** TO DO **
In the listing below, find each line that holds "expected" and list it.

** EXCERPTED DATA **
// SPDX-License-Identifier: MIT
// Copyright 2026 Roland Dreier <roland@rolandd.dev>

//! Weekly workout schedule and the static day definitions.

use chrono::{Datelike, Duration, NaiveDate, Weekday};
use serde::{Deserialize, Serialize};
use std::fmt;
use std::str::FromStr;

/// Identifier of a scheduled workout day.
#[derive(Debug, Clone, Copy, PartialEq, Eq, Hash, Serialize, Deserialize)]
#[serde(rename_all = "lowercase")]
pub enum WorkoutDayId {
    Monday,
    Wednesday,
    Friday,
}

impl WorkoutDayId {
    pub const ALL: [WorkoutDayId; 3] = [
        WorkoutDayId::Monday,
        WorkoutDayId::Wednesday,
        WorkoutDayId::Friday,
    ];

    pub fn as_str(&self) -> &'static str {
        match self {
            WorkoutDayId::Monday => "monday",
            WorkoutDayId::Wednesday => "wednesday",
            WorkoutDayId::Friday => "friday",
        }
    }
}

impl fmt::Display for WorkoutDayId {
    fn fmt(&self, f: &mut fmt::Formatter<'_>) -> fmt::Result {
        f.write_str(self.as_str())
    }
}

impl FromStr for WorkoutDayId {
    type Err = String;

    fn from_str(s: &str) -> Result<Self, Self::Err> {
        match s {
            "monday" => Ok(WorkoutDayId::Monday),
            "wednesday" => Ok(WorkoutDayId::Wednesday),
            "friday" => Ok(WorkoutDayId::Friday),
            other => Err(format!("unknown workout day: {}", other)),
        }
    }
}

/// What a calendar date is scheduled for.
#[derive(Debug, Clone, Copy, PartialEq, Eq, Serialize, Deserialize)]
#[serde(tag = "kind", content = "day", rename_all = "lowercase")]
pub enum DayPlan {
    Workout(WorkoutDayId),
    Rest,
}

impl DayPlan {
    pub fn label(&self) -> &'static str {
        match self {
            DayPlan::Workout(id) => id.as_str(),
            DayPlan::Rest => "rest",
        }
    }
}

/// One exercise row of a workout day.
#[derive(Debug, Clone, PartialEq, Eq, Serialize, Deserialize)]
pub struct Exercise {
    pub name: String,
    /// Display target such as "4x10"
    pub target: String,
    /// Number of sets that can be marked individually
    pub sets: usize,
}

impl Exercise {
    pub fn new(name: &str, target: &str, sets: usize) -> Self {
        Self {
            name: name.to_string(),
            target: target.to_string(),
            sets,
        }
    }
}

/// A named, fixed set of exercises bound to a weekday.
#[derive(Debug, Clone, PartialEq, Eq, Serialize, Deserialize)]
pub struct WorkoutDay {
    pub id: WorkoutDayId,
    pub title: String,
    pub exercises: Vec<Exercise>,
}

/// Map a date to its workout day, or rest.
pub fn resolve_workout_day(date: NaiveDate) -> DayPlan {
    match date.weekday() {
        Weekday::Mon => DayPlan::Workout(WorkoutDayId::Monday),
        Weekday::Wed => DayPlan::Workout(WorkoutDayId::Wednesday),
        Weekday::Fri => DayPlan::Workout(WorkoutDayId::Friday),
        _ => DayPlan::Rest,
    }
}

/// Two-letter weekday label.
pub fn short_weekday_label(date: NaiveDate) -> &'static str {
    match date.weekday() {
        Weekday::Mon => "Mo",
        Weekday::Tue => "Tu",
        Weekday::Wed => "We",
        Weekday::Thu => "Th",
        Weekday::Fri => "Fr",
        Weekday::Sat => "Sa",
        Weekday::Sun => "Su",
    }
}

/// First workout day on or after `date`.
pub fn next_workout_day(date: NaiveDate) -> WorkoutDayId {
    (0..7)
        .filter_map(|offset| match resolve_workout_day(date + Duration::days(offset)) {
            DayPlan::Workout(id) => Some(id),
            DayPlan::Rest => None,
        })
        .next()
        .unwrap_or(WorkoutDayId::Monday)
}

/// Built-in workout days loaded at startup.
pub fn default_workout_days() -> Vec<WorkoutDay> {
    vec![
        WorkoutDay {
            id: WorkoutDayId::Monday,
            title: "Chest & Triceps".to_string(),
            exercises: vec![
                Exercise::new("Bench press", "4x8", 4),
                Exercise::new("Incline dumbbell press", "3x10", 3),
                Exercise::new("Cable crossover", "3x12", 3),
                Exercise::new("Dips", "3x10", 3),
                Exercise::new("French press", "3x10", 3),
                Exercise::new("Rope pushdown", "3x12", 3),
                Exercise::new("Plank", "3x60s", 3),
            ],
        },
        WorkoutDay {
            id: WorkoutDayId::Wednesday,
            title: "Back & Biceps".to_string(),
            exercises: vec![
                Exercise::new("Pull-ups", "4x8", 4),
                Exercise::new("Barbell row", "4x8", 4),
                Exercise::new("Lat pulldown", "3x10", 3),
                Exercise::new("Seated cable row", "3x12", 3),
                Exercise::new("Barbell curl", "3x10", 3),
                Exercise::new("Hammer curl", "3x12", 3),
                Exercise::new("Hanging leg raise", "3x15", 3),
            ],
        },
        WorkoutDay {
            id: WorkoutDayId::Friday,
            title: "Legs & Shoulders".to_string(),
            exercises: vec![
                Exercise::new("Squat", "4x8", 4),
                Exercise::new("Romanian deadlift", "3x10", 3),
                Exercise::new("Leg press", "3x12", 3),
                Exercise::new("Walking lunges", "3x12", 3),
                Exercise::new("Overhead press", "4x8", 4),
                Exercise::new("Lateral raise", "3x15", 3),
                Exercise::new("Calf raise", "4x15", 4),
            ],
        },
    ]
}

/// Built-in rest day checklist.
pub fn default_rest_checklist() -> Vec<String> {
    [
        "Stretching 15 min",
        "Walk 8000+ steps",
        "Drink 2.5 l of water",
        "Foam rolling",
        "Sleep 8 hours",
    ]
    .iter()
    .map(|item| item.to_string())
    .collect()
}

---

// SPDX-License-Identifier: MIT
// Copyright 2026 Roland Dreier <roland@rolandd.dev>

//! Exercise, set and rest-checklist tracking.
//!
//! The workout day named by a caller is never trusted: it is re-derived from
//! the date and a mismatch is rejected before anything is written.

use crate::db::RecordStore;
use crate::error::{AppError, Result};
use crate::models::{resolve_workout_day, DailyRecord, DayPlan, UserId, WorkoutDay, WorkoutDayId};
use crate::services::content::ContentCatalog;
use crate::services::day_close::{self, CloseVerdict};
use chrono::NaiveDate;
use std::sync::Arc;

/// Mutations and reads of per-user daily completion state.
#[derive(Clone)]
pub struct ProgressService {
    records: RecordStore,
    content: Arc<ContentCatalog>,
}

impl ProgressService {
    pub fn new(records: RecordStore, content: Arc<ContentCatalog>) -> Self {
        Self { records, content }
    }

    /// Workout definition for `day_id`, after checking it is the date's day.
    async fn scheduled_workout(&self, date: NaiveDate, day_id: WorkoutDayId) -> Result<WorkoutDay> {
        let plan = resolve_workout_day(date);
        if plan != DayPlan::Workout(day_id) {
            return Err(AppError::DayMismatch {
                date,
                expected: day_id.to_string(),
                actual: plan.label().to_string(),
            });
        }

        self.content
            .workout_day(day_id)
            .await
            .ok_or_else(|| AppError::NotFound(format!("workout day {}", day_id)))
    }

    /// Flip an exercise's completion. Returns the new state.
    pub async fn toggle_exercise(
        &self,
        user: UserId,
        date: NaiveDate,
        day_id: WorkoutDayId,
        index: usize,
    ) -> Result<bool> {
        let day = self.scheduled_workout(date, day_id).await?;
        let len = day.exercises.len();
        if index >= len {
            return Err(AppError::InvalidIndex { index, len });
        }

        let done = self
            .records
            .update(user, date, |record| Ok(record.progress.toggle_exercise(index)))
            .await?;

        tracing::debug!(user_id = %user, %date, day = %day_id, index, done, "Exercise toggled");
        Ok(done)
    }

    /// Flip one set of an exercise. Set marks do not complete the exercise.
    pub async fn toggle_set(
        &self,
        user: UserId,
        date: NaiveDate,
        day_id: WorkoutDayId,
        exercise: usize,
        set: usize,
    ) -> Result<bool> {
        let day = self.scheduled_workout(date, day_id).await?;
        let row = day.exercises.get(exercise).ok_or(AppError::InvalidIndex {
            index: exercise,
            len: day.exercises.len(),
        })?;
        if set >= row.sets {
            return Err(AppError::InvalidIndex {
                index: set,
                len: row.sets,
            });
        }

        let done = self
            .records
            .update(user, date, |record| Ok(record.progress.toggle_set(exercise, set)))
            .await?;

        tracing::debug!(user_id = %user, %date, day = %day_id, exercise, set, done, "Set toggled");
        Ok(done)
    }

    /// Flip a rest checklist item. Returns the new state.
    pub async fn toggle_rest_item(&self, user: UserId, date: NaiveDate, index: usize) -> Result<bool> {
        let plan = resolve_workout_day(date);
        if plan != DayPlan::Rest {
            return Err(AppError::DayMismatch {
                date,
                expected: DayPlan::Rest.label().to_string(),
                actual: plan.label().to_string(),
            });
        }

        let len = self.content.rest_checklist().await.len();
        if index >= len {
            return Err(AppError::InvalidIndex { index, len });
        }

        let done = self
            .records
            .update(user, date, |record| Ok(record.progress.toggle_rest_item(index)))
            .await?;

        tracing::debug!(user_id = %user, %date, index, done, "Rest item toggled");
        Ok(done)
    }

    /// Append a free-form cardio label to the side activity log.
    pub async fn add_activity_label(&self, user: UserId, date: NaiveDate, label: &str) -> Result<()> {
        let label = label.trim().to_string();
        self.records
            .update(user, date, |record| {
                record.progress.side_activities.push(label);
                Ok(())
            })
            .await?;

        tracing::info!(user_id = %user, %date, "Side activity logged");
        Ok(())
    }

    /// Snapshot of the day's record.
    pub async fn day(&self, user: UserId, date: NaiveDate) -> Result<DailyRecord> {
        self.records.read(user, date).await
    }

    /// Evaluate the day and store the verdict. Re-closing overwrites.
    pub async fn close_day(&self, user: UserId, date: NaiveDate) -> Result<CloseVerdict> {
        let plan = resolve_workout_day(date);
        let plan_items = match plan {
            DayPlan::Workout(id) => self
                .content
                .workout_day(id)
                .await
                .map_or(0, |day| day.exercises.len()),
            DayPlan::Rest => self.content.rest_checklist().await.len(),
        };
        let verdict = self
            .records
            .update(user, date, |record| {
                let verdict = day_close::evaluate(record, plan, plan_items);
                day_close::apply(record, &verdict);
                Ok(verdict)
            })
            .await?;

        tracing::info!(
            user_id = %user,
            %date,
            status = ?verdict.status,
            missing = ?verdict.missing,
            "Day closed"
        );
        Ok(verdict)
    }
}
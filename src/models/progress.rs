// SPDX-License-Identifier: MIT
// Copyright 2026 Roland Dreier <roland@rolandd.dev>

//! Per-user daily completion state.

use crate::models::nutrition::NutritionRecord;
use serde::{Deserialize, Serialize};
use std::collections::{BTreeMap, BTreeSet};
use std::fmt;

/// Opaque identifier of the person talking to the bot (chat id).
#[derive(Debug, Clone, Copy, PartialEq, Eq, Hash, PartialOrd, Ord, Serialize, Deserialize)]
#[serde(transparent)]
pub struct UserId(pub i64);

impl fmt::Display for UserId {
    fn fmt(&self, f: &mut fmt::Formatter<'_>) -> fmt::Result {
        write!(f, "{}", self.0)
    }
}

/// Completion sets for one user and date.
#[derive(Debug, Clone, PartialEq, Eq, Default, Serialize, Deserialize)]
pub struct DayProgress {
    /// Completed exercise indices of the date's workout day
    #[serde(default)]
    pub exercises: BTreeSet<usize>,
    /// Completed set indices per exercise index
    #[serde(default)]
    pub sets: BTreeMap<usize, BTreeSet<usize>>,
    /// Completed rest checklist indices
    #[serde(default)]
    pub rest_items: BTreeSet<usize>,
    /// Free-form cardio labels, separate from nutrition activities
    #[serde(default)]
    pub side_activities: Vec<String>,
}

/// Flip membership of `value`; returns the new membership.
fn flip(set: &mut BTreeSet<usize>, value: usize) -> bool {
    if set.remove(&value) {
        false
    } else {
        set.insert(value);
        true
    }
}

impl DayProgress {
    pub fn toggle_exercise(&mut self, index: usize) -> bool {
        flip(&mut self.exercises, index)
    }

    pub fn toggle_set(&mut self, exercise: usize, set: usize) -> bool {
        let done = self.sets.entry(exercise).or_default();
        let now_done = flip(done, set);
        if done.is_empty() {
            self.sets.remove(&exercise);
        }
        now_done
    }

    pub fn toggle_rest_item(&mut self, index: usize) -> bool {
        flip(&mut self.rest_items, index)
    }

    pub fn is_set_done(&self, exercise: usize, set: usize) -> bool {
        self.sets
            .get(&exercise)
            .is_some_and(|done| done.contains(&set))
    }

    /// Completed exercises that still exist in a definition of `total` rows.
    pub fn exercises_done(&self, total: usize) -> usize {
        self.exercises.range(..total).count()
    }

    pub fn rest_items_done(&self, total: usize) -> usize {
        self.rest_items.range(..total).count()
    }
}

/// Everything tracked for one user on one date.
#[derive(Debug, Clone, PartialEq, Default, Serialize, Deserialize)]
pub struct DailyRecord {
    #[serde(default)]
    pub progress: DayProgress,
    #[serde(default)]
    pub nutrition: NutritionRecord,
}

** YOUR RESPONSE **
                expected: day_id.to_string(),
                expected: DayPlan::Rest.label().to_string(),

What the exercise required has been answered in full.